Clare was wrestling with a wobbly old floor lamp, winding its cord around the base and waltzing it over to the “discard” pile when she started at nothing—a ghost, a sixth sense—and glanced up.

Ruth was standing in the doorway. How long had she been there, silently surveying the room? She had one hand planted firmly on her hip and was clutching a tube of Colgate in the other. She smiled and waved the toothpaste at Clare like she was conducting an orchestra. “Sweetie,” she said. “You can have this.”

Clare swiped at her forehead with the back of her hand. “No, thanks, Mom. I don’t want it.”

“I got it with double coupons. But it’s not the kind Dad and I like,” she said. She stared at the pile of dresses on the floor, winter wools and summer linens, and Clare’s eyes followed her mother’s.

Annelise had been a very short woman, just shy of five feet tall. Clare shot past her by the time she was in fourth grade. She had favored pastels and thin belts, though she was short-waisted. She wore low heels and a full face of makeup to walk a half-block to the mailbox. And those purses. Clare had stacked them in a heap next to the dresses. It looked as if Annelise had just left the room after rampaging through her closet and finding everything unsuitable.

“I thought we could donate all of this to the high school’s drama department, if that’s okay,” Clare said gently. “Don’t you think that would be nice? For the clothes to have a second life like that?”

Ruth nodded. “I suppose so. Sure.”

There was a framed painting of irises leaning against the wall. An empty yellow plastic garbage can and a table lamp. A green ashtray: two dogs, sitting back to back, with the space in the middle for cigarette butts. Where did that come from, and who had use for an ashtray these days?

“Dad and I won’t even use this toothpaste,” her mother said, coming back to herself. “You should just take it.”

Clare allowed herself to roll her eyes at her mother, a pleasure reserved for special occasions now that she was actually an adult. “I don’t need any toothpaste,” she said, tapping on the lampshade to bring the point home.

She knew what Ruth was thinking: that Clare didn’t know what she needed.

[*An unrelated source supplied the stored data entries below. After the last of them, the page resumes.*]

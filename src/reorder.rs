// Copyright 2023 The ChromiumOS Authors
// Use of this source code is governed by a BSD-style license that can be
// found in the LICENSE file.

//! Decode-timestamp assignment for packets returned out of input order.
//!
//! The device emits packets in decode order while input frames arrive in
//! presentation order. Submission timestamps are recorded in a ring; each
//! output packet takes the oldest recorded value as its DTS, lagging the
//! submission stream by the GOP's reorder depth. The first `dts_offset`
//! packets have no recorded value that old, so their DTS is guessed backwards
//! from the first frame's PTS (the I frame of an IBBBP stream gets
//! `pts - 3 * ticks_per_frame`, keeping `pts > dts` everywhere).

use log::warn;

const FIFO_SIZE: usize = 256;

pub struct TimestampReorderer {
    ring: [i64; FIFO_SIZE],
    write_idx: u64,
    read_idx: u64,
    dts_offset: u64,
    ticks_per_frame: i64,
    first_frame_pts: Option<i64>,
    gop_offset_count: i64,
    packets_emitted: u64,
    latest_dts: Option<i64>,
}

impl TimestampReorderer {
    pub fn new(dts_offset: u64, ticks_per_frame: i64) -> Self {
        TimestampReorderer {
            ring: [0; FIFO_SIZE],
            write_idx: 0,
            read_idx: 0,
            dts_offset,
            ticks_per_frame,
            first_frame_pts: None,
            gop_offset_count: 0,
            packets_emitted: 0,
            latest_dts: None,
        }
    }

    /// Record the presentation timestamp of a submitted frame.
    pub fn record_submission_pts(&mut self, pts: i64) {
        if self.first_frame_pts.is_none() {
            self.first_frame_pts = Some(pts);
        }
        if self.write_idx - self.read_idx >= FIFO_SIZE as u64 {
            warn!("timestamp ring overflow, dropping oldest submission pts");
            self.read_idx += 1;
        }
        self.ring[(self.write_idx % FIFO_SIZE as u64) as usize] = pts;
        self.write_idx += 1;
    }

    /// Compute the DTS for the next output packet, whose presentation
    /// timestamp is `pts`.
    ///
    /// The result never exceeds `pts`; a violation coming from irregular
    /// input timestamps is clamped with a warning. A DTS regression relative
    /// to the previous packet is logged but not otherwise corrected.
    pub fn next_output_dts(&mut self, pts: i64) -> i64 {
        let mut dts = if self.packets_emitted < self.dts_offset {
            let first = self.first_frame_pts.unwrap_or(pts);
            let guessed =
                first + (self.gop_offset_count - self.dts_offset as i64) * self.ticks_per_frame;
            self.gop_offset_count += 1;
            guessed
        } else if self.read_idx < self.write_idx {
            let recorded = self.ring[(self.read_idx % FIFO_SIZE as u64) as usize];
            self.read_idx += 1;
            recorded
        } else {
            warn!("timestamp ring underrun, using packet pts as dts");
            pts
        };
        self.packets_emitted += 1;

        if dts > pts {
            warn!("dts: {} > pts: {}, forcing dts = pts", dts, pts);
            dts = pts;
        }
        if let Some(latest) = self.latest_dts {
            if dts < latest {
                warn!("dts: {} < latest dts: {}", dts, latest);
            }
        }
        self.latest_dts = Some(dts);
        dts
    }

    /// Forget all recorded state. Called when the session restarts at a
    /// sequence change so the new GOP gets its own guessed window.
    pub fn reset(&mut self) {
        self.write_idx = 0;
        self.read_idx = 0;
        self.first_frame_pts = None;
        self.gop_offset_count = 0;
        self.packets_emitted = 0;
        self.latest_dts = None;
    }
}

#[cfg(test)]
mod tests {
    use super::*;

    #[test]
    fn low_delay_takes_recorded_pts_directly() {
        let mut reorderer = TimestampReorderer::new(0, 1);
        for pts in 0..5 {
            reorderer.record_submission_pts(pts);
        }
        for pts in 0..5 {
            assert_eq!(reorderer.next_output_dts(pts), pts);
        }
    }

    #[test]
    fn guessed_window_then_fifo() {
        // IBBBP: PTS 0 1 2 3 4 .. must produce DTS -3 -2 -1 0 1 ..
        let mut reorderer = TimestampReorderer::new(3, 1);
        for pts in 0..8 {
            reorderer.record_submission_pts(pts);
        }
        // Decode order of the first GOP: I(0) P(4) B(2) B(1) B(3), but DTS
        // assignment only depends on emission order.
        let dts: Vec<i64> = [0, 4, 2, 1, 3, 5, 7, 6]
            .iter()
            .map(|&pts| reorderer.next_output_dts(pts))
            .collect();
        assert_eq!(dts, vec![-3, -2, -1, 0, 1, 2, 3, 4]);
    }

    #[test]
    fn dts_never_exceeds_pts() {
        let mut reorderer = TimestampReorderer::new(0, 1);
        reorderer.record_submission_pts(100);
        // The packet claims a pts below the recorded submission value.
        let dts = reorderer.next_output_dts(50);
        assert_eq!(dts, 50);
    }

    #[test]
    fn guess_scales_with_tick_duration() {
        let mut reorderer = TimestampReorderer::new(2, 3003);
        reorderer.record_submission_pts(6006);
        reorderer.record_submission_pts(9009);
        assert_eq!(reorderer.next_output_dts(6006), 6006 - 2 * 3003);
        assert_eq!(reorderer.next_output_dts(9009), 6006 - 3003);
    }

    #[test]
    fn reset_restores_guessing() {
        let mut reorderer = TimestampReorderer::new(1, 1);
        reorderer.record_submission_pts(10);
        reorderer.next_output_dts(10);
        reorderer.reset();
        reorderer.record_submission_pts(20);
        // After reset the first packet is guessed from the new first pts.
        assert_eq!(reorderer.next_output_dts(20), 19);
    }
}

That she had a job but no career, no husband, not even a nice boyfriend, just a lot of books in a tiny, dingy apartment in a not sufficiently safe neighborhood.

Her mother sighed. “Fine, don’t take the toothpaste.”

That sigh! It was Kryptonite to Clare. It was the heat that baked guilt right into her bones.

“All right,” Clare said, steadying the broken lamp and walking over to her mother. “Okay. I will take the toothpaste.”

Ruth shook her head. “No, don’t if you don’t want it.”

“I want the toothpaste.” Clare chewed the inside of her cheek. “I do.”

“Hmm.”

“Mom. Please. I would really like that toothpaste.”

Her mother’s face eased into a smile. “Good! I was hoping you would!”